● **Description of the task**
What lines of the data hold the string "DefaultState"? Pull each one out.

(Stored items)
========================================
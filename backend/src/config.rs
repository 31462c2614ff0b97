//! Configuration management for the Verdex seed inventory server
//!
//! Supports hierarchical configuration loading:
//! 1. Default values in code
//! 2. Configuration files (development.toml, production.toml)
//! 3. Environment variable overrides with VERDEX_ prefix
//!
//! Nested keys are joined with a double underscore after the prefix, so
//! `server.port` is set by `VERDEX_SERVER__PORT=8080` and `store.database_url`
//! by `VERDEX_STORE__DATABASE_URL=postgres://...`.

use config::{ConfigError, Environment, File, Map};
use serde::Deserialize;

/// Main application configuration
#[derive(Debug, Deserialize, Clone)]
pub struct Config {
    /// Current environment (development, production)
    pub environment: String,

    /// Server configuration
    pub server: ServerConfig,

    /// Ledger store backend selection
    pub store: StoreConfig,

    /// Transaction retry policy
    pub ledger: LedgerConfig,

    /// JWT authentication configuration
    pub jwt: JwtConfig,

    pub log: LogConfig,
}

#[derive(Debug, Deserialize, Clone)]
pub struct ServerConfig {
    /// Server port
    pub port: u16,

    /// Server host
    pub host: String,
}

#[derive(Debug, Deserialize, Clone, Copy, PartialEq, Eq)]
#[serde(rename_all = "lowercase")]
pub enum StoreBackend {
    Memory,
    Postgres,
}

#[derive(Debug, Deserialize, Clone)]
pub struct StoreConfig {
    pub backend: StoreBackend,

    /// PostgreSQL connection URL, required when `backend = "postgres"`
    #[serde(default)]
    pub database_url: Option<String>,

    /// Maximum number of connections in the pool
    pub max_connections: u32,

    /// Minimum number of connections in the pool
    pub min_connections: u32,
}

#[derive(Debug, Deserialize, Clone)]
pub struct LedgerConfig {
    /// Attempts per transaction before reporting a conflict
    pub max_attempts: u32,

    pub attempt_timeout_ms: u64,

    /// Initial retry delay, doubled after every conflict
    pub retry_backoff_ms: u64,
}

#[derive(Debug, Deserialize, Clone)]
pub struct JwtConfig {
    /// Secret key for verifying bearer tokens
    pub secret: String,
}

#[derive(Debug, Deserialize, Clone)]
pub struct LogConfig {
    /// Emit JSON log lines instead of human-readable ones
    pub json: bool,
}

impl Config {
    /// Load configuration from files and environment variables
    pub fn load() -> Result<Self, ConfigError> {
        let environment =
            std::env::var("VERDEX_ENVIRONMENT").unwrap_or_else(|_| "development".into());

        let config = Self::defaults(config::Config::builder(), &environment)?
            // Load environment-specific config file
            .add_source(File::with_name(&format!("config/{}", environment)).required(false))
            // Override with environment variables (VERDEX_ prefix)
            .add_source(Self::environment(None))
            .build()?;

        config.try_deserialize()
    }

    /// `source` replaces the process environment when given
    fn environment(source: Option<Map<String, String>>) -> Environment {
        Environment::with_prefix("VERDEX")
            .prefix_separator("_")
            .separator("__")
            .try_parsing(true)
            .source(source)
    }

    fn defaults(
        builder: config::ConfigBuilder<config::builder::DefaultState>,
        environment: &str,
    ) -> Result<config::ConfigBuilder<config::builder::DefaultState>, ConfigError> {
        builder
            .set_default("environment", environment)?
            .set_default("server.port", 3000)?
            .set_default("server.host", "0.0.0.0")?
            .set_default("store.backend", "memory")?
            .set_default("store.max_connections", 10)?
            .set_default("store.min_connections", 2)?
            .set_default("ledger.max_attempts", 10)?
            .set_default("ledger.attempt_timeout_ms", 5000)?
            .set_default("ledger.retry_backoff_ms", 5)?
            .set_default("jwt.secret", "development-secret-key")?
            .set_default("log.json", false)
    }

    pub fn is_development(&self) -> bool {
        self.environment == "development"
    }
}

impl Default for ServerConfig {
    fn default() -> Self {
        Self {
            port: 3000,
            host: "0.0.0.0".to_string(),
        }
    }
}

impl Default for LedgerConfig {
    fn default() -> Self {
        Self {
            max_attempts: 10,
            attempt_timeout_ms: 5000,
            retry_backoff_ms: 5,
        }
    }
}

#[cfg(test)]
mod tests {
    use super::*;

    #[test]
    fn test_defaults_deserialize() {
        let config: Config = Config::defaults(config::Config::builder(), "test")
            .unwrap()
            .build()
            .unwrap()
            .try_deserialize()
            .unwrap();

        assert_eq!(config.environment, "test");
        assert_eq!(config.server.port, 3000);
        assert_eq!(config.store.backend, StoreBackend::Memory);
        assert!(config.store.database_url.is_none());
        assert_eq!(config.ledger.max_attempts, 10);
        assert!(!config.log.json);
        assert!(!config.is_development());
    }

    #[test]
    fn test_overrides_take_precedence() {
        let config: Config = Config::defaults(config::Config::builder(), "production")
            .unwrap()
            .set_override("store.backend", "postgres")
            .unwrap()
            .set_override("store.database_url", "postgres://localhost/verdex")
            .unwrap()
            .set_override("ledger.max_attempts", 3)
            .unwrap()
            .build()
            .unwrap()
            .try_deserialize()
            .unwrap();

        assert_eq!(config.store.backend, StoreBackend::Postgres);
        assert_eq!(config.store.database_url.as_deref(), Some("postgres://localhost/verdex"));
        assert_eq!(config.ledger.max_attempts, 3);
    }

    #[test]
    fn test_environment_keys_use_double_underscore_for_nesting() {
        let vars: Map<String, String> = [
            ("VERDEX_SERVER__PORT", "8080"),
            ("VERDEX_STORE__BACKEND", "postgres"),
            ("VERDEX_STORE__DATABASE_URL", "postgres://db/verdex"),
            ("VERDEX_LOG__JSON", "true"),
            ("OTHER_SERVER__PORT", "9999"),
        ]
        .into_iter()
        .map(|(k, v)| (k.to_string(), v.to_string()))
        .collect();

        let config: Config = Config::defaults(config::Config::builder(), "test")
            .unwrap()
            .add_source(Config::environment(Some(vars)))
            .build()
            .unwrap()
            .try_deserialize()
            .unwrap();

        assert_eq!(config.server.port, 8080);
        assert_eq!(config.store.backend, StoreBackend::Postgres);
        assert_eq!(config.store.database_url.as_deref(), Some("postgres://db/verdex"));
        assert!(config.log.json);
    }
}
========================================
● **Output below**
        builder: config::ConfigBuilder<config::builder::DefaultState>,
    ) -> Result<config::ConfigBuilder<config::builder::DefaultState>, ConfigError> {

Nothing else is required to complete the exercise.